Collected data
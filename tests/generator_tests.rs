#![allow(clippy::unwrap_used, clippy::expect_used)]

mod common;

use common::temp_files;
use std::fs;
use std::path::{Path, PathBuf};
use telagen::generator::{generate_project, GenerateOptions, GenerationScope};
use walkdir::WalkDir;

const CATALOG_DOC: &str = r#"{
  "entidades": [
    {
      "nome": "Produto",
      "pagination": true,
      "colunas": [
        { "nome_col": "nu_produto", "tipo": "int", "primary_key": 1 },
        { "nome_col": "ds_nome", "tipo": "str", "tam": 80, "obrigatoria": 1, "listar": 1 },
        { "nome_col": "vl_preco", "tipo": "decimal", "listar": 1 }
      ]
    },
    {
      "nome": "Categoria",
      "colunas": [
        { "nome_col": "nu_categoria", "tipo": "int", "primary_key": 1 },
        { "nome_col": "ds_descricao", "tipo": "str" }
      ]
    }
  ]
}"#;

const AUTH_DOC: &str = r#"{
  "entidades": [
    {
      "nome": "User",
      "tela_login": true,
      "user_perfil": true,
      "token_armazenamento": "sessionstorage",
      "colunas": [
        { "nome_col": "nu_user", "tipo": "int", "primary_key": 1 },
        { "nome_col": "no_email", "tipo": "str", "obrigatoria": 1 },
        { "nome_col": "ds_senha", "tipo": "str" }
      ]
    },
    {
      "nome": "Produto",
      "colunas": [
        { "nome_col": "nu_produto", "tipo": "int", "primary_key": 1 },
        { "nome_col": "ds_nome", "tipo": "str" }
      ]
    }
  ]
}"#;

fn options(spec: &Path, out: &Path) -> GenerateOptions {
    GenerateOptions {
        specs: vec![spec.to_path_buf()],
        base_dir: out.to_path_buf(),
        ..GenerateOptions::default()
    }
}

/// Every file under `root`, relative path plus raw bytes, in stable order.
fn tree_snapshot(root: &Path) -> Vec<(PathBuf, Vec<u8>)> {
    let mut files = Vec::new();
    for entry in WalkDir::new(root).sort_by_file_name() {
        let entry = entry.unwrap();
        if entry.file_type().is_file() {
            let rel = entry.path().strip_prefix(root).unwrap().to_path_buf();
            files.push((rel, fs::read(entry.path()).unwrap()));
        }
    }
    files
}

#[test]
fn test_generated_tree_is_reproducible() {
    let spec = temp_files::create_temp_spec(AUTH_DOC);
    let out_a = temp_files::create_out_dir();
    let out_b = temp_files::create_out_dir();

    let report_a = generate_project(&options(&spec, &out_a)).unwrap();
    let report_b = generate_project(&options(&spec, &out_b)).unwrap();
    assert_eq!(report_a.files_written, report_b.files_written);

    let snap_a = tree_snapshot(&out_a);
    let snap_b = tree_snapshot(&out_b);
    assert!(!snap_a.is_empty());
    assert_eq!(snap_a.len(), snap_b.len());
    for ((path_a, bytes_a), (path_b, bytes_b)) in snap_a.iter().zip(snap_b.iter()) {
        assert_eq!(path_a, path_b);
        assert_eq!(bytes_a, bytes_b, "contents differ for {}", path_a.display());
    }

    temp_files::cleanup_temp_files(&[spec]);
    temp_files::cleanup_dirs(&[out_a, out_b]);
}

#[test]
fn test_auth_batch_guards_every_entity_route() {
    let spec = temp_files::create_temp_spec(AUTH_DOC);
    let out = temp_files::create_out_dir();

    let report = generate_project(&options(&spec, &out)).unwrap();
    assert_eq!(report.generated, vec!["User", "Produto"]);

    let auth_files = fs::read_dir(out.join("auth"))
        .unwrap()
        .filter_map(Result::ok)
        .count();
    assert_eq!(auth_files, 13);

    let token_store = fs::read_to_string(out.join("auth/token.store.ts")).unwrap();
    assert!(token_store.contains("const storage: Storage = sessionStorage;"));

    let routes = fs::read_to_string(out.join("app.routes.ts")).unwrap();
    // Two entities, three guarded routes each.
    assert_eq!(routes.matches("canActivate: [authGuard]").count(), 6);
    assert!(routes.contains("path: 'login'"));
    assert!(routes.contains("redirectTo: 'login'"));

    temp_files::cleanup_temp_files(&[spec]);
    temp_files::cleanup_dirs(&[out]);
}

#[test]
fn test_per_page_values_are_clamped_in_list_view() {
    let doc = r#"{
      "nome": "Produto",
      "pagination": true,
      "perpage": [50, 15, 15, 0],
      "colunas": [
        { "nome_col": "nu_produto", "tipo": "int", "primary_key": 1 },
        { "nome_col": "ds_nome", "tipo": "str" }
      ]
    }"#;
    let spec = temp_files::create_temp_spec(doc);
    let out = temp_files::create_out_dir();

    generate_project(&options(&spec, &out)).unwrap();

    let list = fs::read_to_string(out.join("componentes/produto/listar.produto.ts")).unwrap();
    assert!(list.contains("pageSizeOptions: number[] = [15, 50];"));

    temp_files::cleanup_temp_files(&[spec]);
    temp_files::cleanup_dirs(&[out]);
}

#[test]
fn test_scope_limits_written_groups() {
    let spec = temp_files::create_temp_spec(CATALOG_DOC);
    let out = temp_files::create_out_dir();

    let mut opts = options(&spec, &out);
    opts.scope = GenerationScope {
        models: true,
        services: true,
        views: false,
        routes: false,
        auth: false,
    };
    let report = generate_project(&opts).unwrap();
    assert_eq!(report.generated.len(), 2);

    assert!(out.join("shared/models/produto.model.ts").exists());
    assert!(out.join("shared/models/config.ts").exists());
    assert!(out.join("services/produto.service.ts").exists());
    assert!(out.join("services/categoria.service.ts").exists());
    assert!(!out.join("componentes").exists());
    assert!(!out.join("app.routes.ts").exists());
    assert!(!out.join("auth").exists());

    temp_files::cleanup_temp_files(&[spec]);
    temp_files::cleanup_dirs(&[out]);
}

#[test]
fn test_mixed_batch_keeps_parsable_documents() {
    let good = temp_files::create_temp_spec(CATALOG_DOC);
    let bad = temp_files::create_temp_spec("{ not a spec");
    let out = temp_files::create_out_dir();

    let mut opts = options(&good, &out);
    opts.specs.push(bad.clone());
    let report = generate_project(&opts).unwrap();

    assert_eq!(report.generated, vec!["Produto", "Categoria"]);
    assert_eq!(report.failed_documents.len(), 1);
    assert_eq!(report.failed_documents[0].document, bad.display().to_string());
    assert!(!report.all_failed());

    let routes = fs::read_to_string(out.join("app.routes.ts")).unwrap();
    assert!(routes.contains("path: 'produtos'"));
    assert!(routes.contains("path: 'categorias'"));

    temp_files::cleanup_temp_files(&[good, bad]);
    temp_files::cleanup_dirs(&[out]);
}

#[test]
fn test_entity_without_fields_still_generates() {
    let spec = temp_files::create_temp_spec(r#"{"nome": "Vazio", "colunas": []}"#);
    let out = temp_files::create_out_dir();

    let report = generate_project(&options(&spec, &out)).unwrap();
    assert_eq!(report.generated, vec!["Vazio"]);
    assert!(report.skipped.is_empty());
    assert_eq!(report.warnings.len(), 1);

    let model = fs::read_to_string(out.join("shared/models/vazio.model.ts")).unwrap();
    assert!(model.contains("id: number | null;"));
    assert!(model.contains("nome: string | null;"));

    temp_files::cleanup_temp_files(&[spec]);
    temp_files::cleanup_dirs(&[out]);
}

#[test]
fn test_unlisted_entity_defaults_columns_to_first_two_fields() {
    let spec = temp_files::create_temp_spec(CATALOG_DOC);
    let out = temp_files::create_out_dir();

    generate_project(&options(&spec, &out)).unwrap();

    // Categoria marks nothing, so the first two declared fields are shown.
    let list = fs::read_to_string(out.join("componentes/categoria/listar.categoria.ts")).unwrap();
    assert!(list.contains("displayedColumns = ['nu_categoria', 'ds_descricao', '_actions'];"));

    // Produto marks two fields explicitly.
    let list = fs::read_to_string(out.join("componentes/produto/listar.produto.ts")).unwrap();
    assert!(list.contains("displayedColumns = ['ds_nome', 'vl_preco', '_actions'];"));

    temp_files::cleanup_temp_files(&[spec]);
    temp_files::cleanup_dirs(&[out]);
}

Problem details
Please copy out each line of the data in which the word "obrigatoria" occurs.

Exercise solution
        { "nome_col": "ds_nome", "tipo": "str", "tam": 80, "obrigatoria": 1, "listar": 1 },
        { "nome_col": "no_email", "tipo": "str", "obrigatoria": 1 },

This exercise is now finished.